Le membre du Gouvernement a rappelé que cette rencontre s’inscrit dans la continuité de l’initiative « Boende – Tshuapa pour Jésus, Tshuapa pour la Paix », organisée les 26 et 27 juin dernier à Boende au Stade qui porte son nom, au cours de laquelle il s’est réconcilié sincèrement avec son principal antagoniste Willy Bakonga.
À ses yeux, cette démarche traduit une volonté de consolider durablement la paix et de s’inscrire dans la vision du président de la République, Félix Antoine Tshisekedi Tshilombo, fondée sur le développement harmonieux des provinces.
Dépasser les divisions pour servir l’intérêt général
Les travaux, ouverts par un huis clos présidé par le président de l’Assemblée nationale, Aimé Boji Sangara, ont permis aux différentes composantes de la province d’échanger sur les principaux défis qui freinent encore le développement de la Tshuapa.
À l’issue des discussions, le député national Pancrace Boongo Nkoy a présenté les résolutions de la rencontre. Celles-ci appellent les filles et fils de la province à placer l’intérêt général au-dessus des considérations politiques, personnelles ou communautaires.
Le message est sans équivoque : les rivalités internes ne peuvent que retarder le développement, tandis que l’unité constitue le socle de toute ambition collective.
Faire de la pauvreté l’ennemi commun
Au-delà des discours, les participants ont identifié les véritables priorités de la province. Pour les notables présents, le véritable adversaire de la Tshuapa n’est ni politique ni communautaire, mais la pauvreté, le chômage des jeunes, l’enclavement des territoires et le manque d’infrastructures de base.
Ils ont plaidé pour des investissements en faveur de la jeunesse, de l’éducation, des routes, des infrastructures sociales ainsi que du désenclavement de la province, estimant que ces actions permettront de valoriser pleinement les immenses potentialités de la Tshuapa.
Une rencontre à forte portée politique
Au-delà de son caractère communautaire, « Tshuapa, Bomoko pour la paix et le développement » apparaît comme un message politique fort. En réunissant autour d’une même table autorités politiques, parlementaires, chefs coutumiers et leaders communautaires, les organisateurs ont voulu démontrer que le développement de la province doit transcender les clivages et les intérêts particuliers.
Les intervenants ont insisté sur le fait que les infrastructures matérielles ne suffisent pas à elles seules à transformer une province. Avant de bâtir des routes, des ponts ou des bâtiments publics, il est indispensable de reconstruire la confiance entre les populations et de restaurer la fraternité.

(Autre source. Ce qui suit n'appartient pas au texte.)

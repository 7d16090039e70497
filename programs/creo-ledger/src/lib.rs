pub mod error;
pub mod events;
pub mod instructions;
pub mod state;

use anchor_lang::prelude::*;
use instructions::*;

declare_id!("FjEt9Z8MXJ4pExHLpJso5jeFTiocjp68ikSPin7YsAKk");

/// Creo Creator Ledger
///
/// One SPL-backed token ledger per verified creator. Supply grows when
/// the configured oracle reports higher follower/post counts, with
/// one-time milestone bonuses on follower thresholds. All issuance is
/// overflow-checked and bounded by an optional supply cap; reported
/// metrics must be monotonically non-decreasing, and corrections go
/// through the explicit audited burn path.
#[program]
pub mod creo_ledger {
    use super::*;

    /// Create the factory configuration. The signer becomes admin.
    pub fn initialize_factory(
        ctx: Context<InitializeFactory>,
        fee_recipient: Pubkey,
        creation_fee: u64,
        default_oracle: Pubkey,
    ) -> Result<()> {
        instructions::initialize_factory::handler(ctx, fee_recipient, creation_fee, default_oracle)
    }

    /// Provision the ledger and its mint for a verified creator.
    /// Exactly one ledger per creator; charges the creation fee.
    pub fn create_ledger(
        ctx: Context<CreateLedger>,
        name: String,
        symbol: String,
        rate_per_follower: u64,
        rate_per_post: u64,
        supply_cap: Option<u64>,
    ) -> Result<()> {
        instructions::create_ledger::handler(
            ctx,
            name,
            symbol,
            rate_per_follower,
            rate_per_post,
            supply_cap,
        )
    }

    /// Oracle-only follower update: mints the rate-based delta plus any
    /// newly reached milestone rewards, all-or-nothing.
    pub fn apply_follower_update(ctx: Context<ApplyMetricUpdate>, new_count: u64) -> Result<()> {
        instructions::apply_metric_update::apply_follower_update(ctx, new_count)
    }

    /// Oracle-only post update: mints the rate-based delta.
    pub fn apply_post_update(ctx: Context<ApplyMetricUpdate>, new_count: u64) -> Result<()> {
        instructions::apply_metric_update::apply_post_update(ctx, new_count)
    }

    /// Burn from the creator's holding with an audit reason. Creator or
    /// oracle; the oracle path burns via the ledger PDA delegate.
    pub fn burn_tokens(ctx: Context<BurnTokens>, amount: u64, reason: String) -> Result<()> {
        instructions::burn_tokens::handler(ctx, amount, reason)
    }

    /// Append a follower milestone. Creator or oracle.
    pub fn add_milestone(ctx: Context<AddMilestone>, threshold: u64, reward: u64) -> Result<()> {
        instructions::add_milestone::handler(ctx, threshold, reward)
    }

    /// Point the ledger at a new oracle. Creator-only.
    pub fn set_oracle(ctx: Context<ConfigureLedger>, new_oracle: Pubkey) -> Result<()> {
        instructions::configure_ledger::set_oracle(ctx, new_oracle)
    }

    /// Change the issuance rates. Creator-only.
    pub fn update_rates(
        ctx: Context<ConfigureLedger>,
        rate_per_follower: u64,
        rate_per_post: u64,
    ) -> Result<()> {
        instructions::configure_ledger::update_rates(ctx, rate_per_follower, rate_per_post)
    }

    /// Update the creation fee and its recipient. Admin-only.
    pub fn set_creation_fee(
        ctx: Context<ConfigureFactory>,
        creation_fee: u64,
        fee_recipient: Pubkey,
    ) -> Result<()> {
        instructions::configure_factory::set_creation_fee(ctx, creation_fee, fee_recipient)
    }

    /// Pause or resume new ledger creation. Admin-only.
    pub fn set_factory_paused(ctx: Context<ConfigureFactory>, paused: bool) -> Result<()> {
        instructions::configure_factory::set_factory_paused(ctx, paused)
    }

    /// Rotate the oracle assigned to new ledgers. Admin-only.
    pub fn set_default_oracle(ctx: Context<ConfigureFactory>, default_oracle: Pubkey) -> Result<()> {
        instructions::configure_factory::set_default_oracle(ctx, default_oracle)
    }
}
use anchor_lang::prelude::*;

use crate::error::RegistryError;
use crate::state::{CreatorRecord, HandleIndex, RegistryConfig};

/// Emergency removal of a verification record.
///
/// Closes both the record and its handle index so the handle becomes
/// available again. Any ledger already created from this record is
/// untouched.
pub fn revoke_creator(ctx: Context<RevokeCreator>) -> Result<()> {
    let record = &ctx.accounts.record;

    let config = &mut ctx.accounts.config;
    config.verified_count = config.verified_count.saturating_sub(1);

    emit!(CreatorRevoked {
        creator: record.creator,
        handle: record.handle.clone(),
        timestamp: Clock::get()?.unix_timestamp,
    });

    Ok(())
}

#[derive(Accounts)]
pub struct RevokeCreator<'info> {
    #[account(mut)]
    pub admin: Signer<'info>,

    #[account(
        mut,
        seeds = [RegistryConfig::SEED_PREFIX],
        bump = config.bump,
        constraint = config.admin == admin.key() @ RegistryError::UnauthorizedAdmin,
    )]
    pub config: Account<'info, RegistryConfig>,

    /// CHECK: the creator whose record is being revoked.
    pub creator: UncheckedAccount<'info>,

    #[account(
        mut,
        close = admin,
        seeds = [CreatorRecord::SEED_PREFIX, creator.key().as_ref()],
        bump = record.bump,
    )]
    pub record: Account<'info, CreatorRecord>,

    #[account(
        mut,
        close = admin,
        seeds = [HandleIndex::SEED_PREFIX, record.handle.as_bytes()],
        bump = handle_index.bump,
        constraint = handle_index.creator == record.creator @ RegistryError::HandleMismatch,
    )]
    pub handle_index: Account<'info, HandleIndex>,
}

#[event]
pub struct CreatorRevoked {
    pub creator: Pubkey,
    pub handle: String,
    pub timestamp: i64,
}
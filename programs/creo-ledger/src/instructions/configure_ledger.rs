use anchor_lang::prelude::*;

use crate::error::LedgerError;
use crate::events::{LedgerOracleRotated, RatesUpdated};
use crate::state::LedgerState;

pub fn set_oracle(ctx: Context<ConfigureLedger>, new_oracle: Pubkey) -> Result<()> {
    let ledger = &mut ctx.accounts.ledger;
    let previous = ledger.oracle;
    ledger.oracle = new_oracle;

    emit!(LedgerOracleRotated {
        ledger: ledger.key(),
        previous,
        current: new_oracle,
    });

    Ok(())
}

pub fn update_rates(
    ctx: Context<ConfigureLedger>,
    rate_per_follower: u64,
    rate_per_post: u64,
) -> Result<()> {
    let ledger = &mut ctx.accounts.ledger;
    ledger.rate_per_follower = rate_per_follower;
    ledger.rate_per_post = rate_per_post;

    emit!(RatesUpdated {
        ledger: ledger.key(),
        rate_per_follower,
        rate_per_post,
    });

    Ok(())
}

#[derive(Accounts)]
pub struct ConfigureLedger<'info> {
    pub creator: Signer<'info>,

    #[account(
        mut,
        seeds = [LedgerState::SEED_PREFIX, creator.key().as_ref()],
        bump = ledger.bump,
        has_one = creator @ LedgerError::Unauthorized,
    )]
    pub ledger: Account<'info, LedgerState>,
}
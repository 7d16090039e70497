use anchor_lang::prelude::*;
use anchor_spl::token::{self, Burn, Mint, Token, TokenAccount};

use crate::error::LedgerError;
use crate::events::TokensBurned;
use crate::state::{LedgerState, MAX_REASON_LEN};

/// Burns tokens from the creator's holding, recording a human-readable
/// reason for audit. Metric corrections come through here instead of a
/// negative oracle update.
///
/// When the creator signs, the burn is self-authorized. When the oracle
/// signs, the ledger PDA burns as SPL delegate, which requires a standing
/// `approve` from the creator's token account to the ledger PDA.
pub fn handler(ctx: Context<BurnTokens>, amount: u64, reason: String) -> Result<()> {
    require!(
        !reason.is_empty() && reason.len() <= MAX_REASON_LEN,
        LedgerError::InvalidReason
    );
    require!(
        ctx.accounts.creator_ata.amount >= amount,
        LedgerError::InsufficientBalance
    );

    let ledger = &ctx.accounts.ledger;
    let authority_key = ctx.accounts.authority.key();
    require!(
        ledger.is_issuance_authority(&authority_key),
        LedgerError::Unauthorized
    );

    let remaining_supply = ctx
        .accounts
        .mint
        .supply
        .checked_sub(amount)
        .ok_or(LedgerError::InsufficientBalance)?;

    if authority_key == ledger.creator {
        let cpi_ctx = CpiContext::new(
            ctx.accounts.token_program.to_account_info(),
            Burn {
                mint: ctx.accounts.mint.to_account_info(),
                from: ctx.accounts.creator_ata.to_account_info(),
                authority: ctx.accounts.authority.to_account_info(),
            },
        );
        token::burn(cpi_ctx, amount)?;
    } else {
        let creator = ledger.creator;
        let bump = ledger.bump;
        let seeds = &[LedgerState::SEED_PREFIX, creator.as_ref(), &[bump]];
        let signer_seeds = &[&seeds[..]];

        let cpi_ctx = CpiContext::new_with_signer(
            ctx.accounts.token_program.to_account_info(),
            Burn {
                mint: ctx.accounts.mint.to_account_info(),
                from: ctx.accounts.creator_ata.to_account_info(),
                authority: ctx.accounts.ledger.to_account_info(),
            },
            signer_seeds,
        );
        token::burn(cpi_ctx, amount)?;
    }

    emit!(TokensBurned {
        ledger: ctx.accounts.ledger.key(),
        creator: ctx.accounts.ledger.creator,
        authority: authority_key,
        amount,
        reason,
        remaining_supply,
        timestamp: Clock::get()?.unix_timestamp,
    });

    Ok(())
}

#[derive(Accounts)]
pub struct BurnTokens<'info> {
    /// Creator self-burn or oracle-initiated correction.
    pub authority: Signer<'info>,

    #[account(
        seeds = [LedgerState::SEED_PREFIX, ledger.creator.as_ref()],
        bump = ledger.bump,
    )]
    pub ledger: Account<'info, LedgerState>,

    #[account(
        mut,
        address = ledger.mint @ LedgerError::InvalidMint,
    )]
    pub mint: Account<'info, Mint>,

    #[account(
        mut,
        constraint = creator_ata.owner == ledger.creator @ LedgerError::Unauthorized,
        constraint = creator_ata.mint == ledger.mint @ LedgerError::InvalidMint,
    )]
    pub creator_ata: Account<'info, TokenAccount>,

    pub token_program: Program<'info, Token>,
}
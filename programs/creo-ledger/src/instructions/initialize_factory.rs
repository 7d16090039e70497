use anchor_lang::prelude::*;

use crate::events::FactoryInitialized;
use crate::state::FactoryConfig;

pub fn handler(
    ctx: Context<InitializeFactory>,
    fee_recipient: Pubkey,
    creation_fee: u64,
    default_oracle: Pubkey,
) -> Result<()> {
    let factory = &mut ctx.accounts.factory;
    factory.admin = ctx.accounts.admin.key();
    factory.fee_recipient = fee_recipient;
    factory.creation_fee = creation_fee;
    factory.default_oracle = default_oracle;
    factory.paused = false;
    factory.ledger_count = 0;
    factory.bump = ctx.bumps.factory;

    emit!(FactoryInitialized {
        admin: factory.admin,
        fee_recipient,
        creation_fee,
        default_oracle,
    });

    Ok(())
}

#[derive(Accounts)]
pub struct InitializeFactory<'info> {
    #[account(mut)]
    pub admin: Signer<'info>,

    #[account(
        init,
        payer = admin,
        space = 8 + FactoryConfig::INIT_SPACE,
        seeds = [FactoryConfig::SEED_PREFIX],
        bump,
    )]
    pub factory: Account<'info, FactoryConfig>,

    pub system_program: Program<'info, System>,
}
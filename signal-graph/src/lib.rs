//! Signal Graph
//!
//! This crate provides a fine-grained reactive runtime. It implements:
//!
//! - Reactive primitives (signals, memos, effects)
//! - Owned scopes with deferred tasks and cleanup callbacks
//! - Batched, glitch-free push-pull propagation
//!
//! # Architecture
//!
//! The crate is organized into two modules:
//!
//! - `graph`: node storage, dependency edges and the batch queues
//! - `reactive`: the context and the typed handles built on it
//!
//! # Example
//!
//! ```rust
//! use std::cell::RefCell;
//! use std::rc::Rc;
//!
//! use signal_graph::SignalContext;
//!
//! let cx = SignalContext::new();
//! let log = Rc::new(RefCell::new(Vec::new()));
//!
//! // Create a signal
//! let count = cx.create_signal(0);
//!
//! // Create a derived value
//! let doubled = cx.create_memo(move |cx, _| count.get(cx) * 2, 0).unwrap();
//!
//! // Create an effect
//! let sink = log.clone();
//! cx.create_effect(
//!     move |cx, _| sink.borrow_mut().push((count.get(cx), doubled.get(cx))),
//!     (),
//! )
//! .unwrap();
//!
//! // Update the signal; the effect runs once more
//! count.set(&cx, 5).unwrap();
//! assert_eq!(*log.borrow(), vec![(0, 0), (5, 10)]);
//! ```

pub mod graph;
pub mod reactive;

mod config;
mod error;

pub use config::{GraphConfig, DEFAULT_MAX_UPDATE_DEPTH};
pub use error::{BoxError, Error, Result};
pub use graph::{NodeId, NodeKind, ScopeState};
pub use reactive::{
    Computation, Memo, MemoOptions, RootHandle, RootProvider, Scope, Signal, SignalContext,
    WriteOptions,
};
//! Graph Nodes
//!
//! Every participant in the graph (signal, plain scope, memo, effect) is a
//! `Node` stored in the arena. The kind decides which fields are used:
//!
//! | kind   | value | sources | subscribers | children | compute |
//! |--------|-------|---------|-------------|----------|---------|
//! | Signal | yes   |         | yes         |          |         |
//! | Scope  |       |         |             | yes      |         |
//! | Memo   | yes   | yes     | yes         | yes      | yes     |
//! | Effect | yes   | yes     |             | yes      | yes     |

use std::any::Any;
use std::collections::VecDeque;
use std::fmt;
use std::rc::Rc;

use indexmap::IndexSet;

use crate::error::BoxError;
use crate::reactive::SignalContext;

slotmap::new_key_type! {
    /// Generational identifier of a node. Once the node is disposed the id
    /// never resolves again, even if its slot is reused.
    pub struct NodeId;
}

pub(crate) type AnyValue = Rc<dyn Any>;
pub(crate) type EqualsFn = Rc<dyn Fn(&dyn Any, &dyn Any) -> bool>;
pub(crate) type ComputeFn =
    Box<dyn FnMut(&SignalContext, &dyn Any) -> Result<AnyValue, BoxError>>;
pub(crate) type Task = Box<dyn FnOnce(&SignalContext)>;

/// The kind of node in the graph.
#[derive(Debug, Clone, Copy, PartialEq, Eq, Hash)]
pub enum NodeKind {
    /// A mutable value cell. Has subscribers, never sources.
    Signal,

    /// A plain ownership boundary. Owns children and cleanups, never runs.
    Scope,

    /// A pure computation. Runs in the memo phase of a batch and can be read
    /// like a signal.
    Memo,

    /// An effectful computation. Runs after every memo of the batch settled.
    Effect,
}

impl NodeKind {
    /// Memos and effects re-run; signals and plain scopes do not.
    pub fn is_computation(self) -> bool {
        matches!(self, Self::Memo | Self::Effect)
    }

    /// Whether the node can be read and carries subscribers.
    pub fn is_readable(self) -> bool {
        matches!(self, Self::Signal | Self::Memo)
    }
}

/// Scheduling state of a computation.
///
/// `Clean` means "no flag set": never scheduled, settled after a run, or
/// re-armed by `look_upstream`. Plain scopes and signals stay `Clean`.
#[derive(Debug, Clone, Copy, PartialEq, Eq, Default)]
pub enum ScopeState {
    #[default]
    Clean,

    /// A direct source changed. The computation must re-run.
    Stale,

    /// Something upstream is stale. Resolving it decides whether this
    /// computation re-runs.
    Pending,
}

pub(crate) struct Node {
    pub(crate) kind: NodeKind,
    pub(crate) state: ScopeState,

    /// Epoch of the last run. `None` until the first run.
    pub(crate) updated_time: Option<u64>,

    pub(crate) owner: Option<NodeId>,
    pub(crate) children: Vec<NodeId>,

    pub(crate) value: Option<AnyValue>,
    pub(crate) equals: Option<EqualsFn>,

    /// Taken out while the computation runs.
    pub(crate) compute: Option<ComputeFn>,

    /// Readable nodes this computation read during its last run.
    pub(crate) sources: IndexSet<NodeId>,

    /// Computations that read this node.
    pub(crate) subscribers: IndexSet<NodeId>,

    pub(crate) tasks: VecDeque<Task>,
    pub(crate) cleanups: Vec<Task>,
}

impl Node {
    pub(crate) fn new(kind: NodeKind, owner: Option<NodeId>) -> Self {
        Self {
            kind,
            state: ScopeState::Clean,
            updated_time: None,
            owner,
            children: Vec::new(),
            value: None,
            equals: None,
            compute: None,
            sources: IndexSet::new(),
            subscribers: IndexSet::new(),
            tasks: VecDeque::new(),
            cleanups: Vec::new(),
        }
    }

    pub(crate) fn signal(owner: Option<NodeId>, value: AnyValue, equals: Option<EqualsFn>) -> Self {
        let mut node = Self::new(NodeKind::Signal, owner);
        node.value = Some(value);
        node.equals = equals;
        node
    }

    pub(crate) fn computation(
        kind: NodeKind,
        owner: Option<NodeId>,
        initial: AnyValue,
        compute: ComputeFn,
        equals: Option<EqualsFn>,
    ) -> Self {
        debug_assert!(kind.is_computation());
        let mut node = Self::new(kind, owner);
        node.value = Some(initial);
        node.compute = Some(compute);
        node.equals = equals;
        node
    }

    pub(crate) fn is_clean(&self) -> bool {
        self.state == ScopeState::Clean
    }

    /// A computation whose compute fn is out on the stack.
    pub(crate) fn is_running(&self) -> bool {
        self.kind.is_computation() && self.compute.is_none()
    }

    /// Whether the node has not run yet in `epoch`.
    pub(crate) fn behind(&self, epoch: u64) -> bool {
        self.updated_time.map_or(true, |time| time < epoch)
    }

    /// Whether a stored value equals `next` under the node's predicate.
    /// Nodes without a predicate never compare equal.
    pub(crate) fn holds_equal(&self, next: &dyn Any) -> bool {
        match (&self.equals, &self.value) {
            (Some(equals), Some(current)) => equals(current.as_ref(), next),
            _ => false,
        }
    }
}

impl fmt::Debug for Node {
    fn fmt(&self, f: &mut fmt::Formatter<'_>) -> fmt::Result {
        f.debug_struct("Node")
            .field("kind", &self.kind)
            .field("state", &self.state)
            .field("updated_time", &self.updated_time)
            .field("owner", &self.owner)
            .field("children", &self.children.len())
            .field("sources", &self.sources.len())
            .field("subscribers", &self.subscribers.len())
            .finish()
    }
}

La Tshuapa possède d’importantes ressources humaines et naturelles. Toutefois, ont-ils souligné, ces atouts ne pourront produire leurs effets que dans un environnement marqué par la stabilité, la paix et la cohésion sociale.
En érigeant l’unité en véritable levier de développement, Guy Loando et les participants ambitionnent d’ouvrir une nouvelle page de l’histoire de la Tshuapa, fondée sur le dialogue, la responsabilité collective et l’engagement commun en faveur du progrès.
Il convient de rappeler que cette importante rencontre s’est déroulée en présence du président de l’Assemblée nationale, Aimé Boji Sangara, ainsi que du rapporteur de la Chambre basse, Jacques Djoli Eseng’Ekeli, de l’ancien ministre Willy Bakonga et de plusieurs autres notabilités de la province. Leur participation a donné un poids institutionnel et politique particulier à cette initiative, traduisant une volonté commune de faire de la paix, de l’unité et de la cohésion les piliers du développement de la Tshuapa.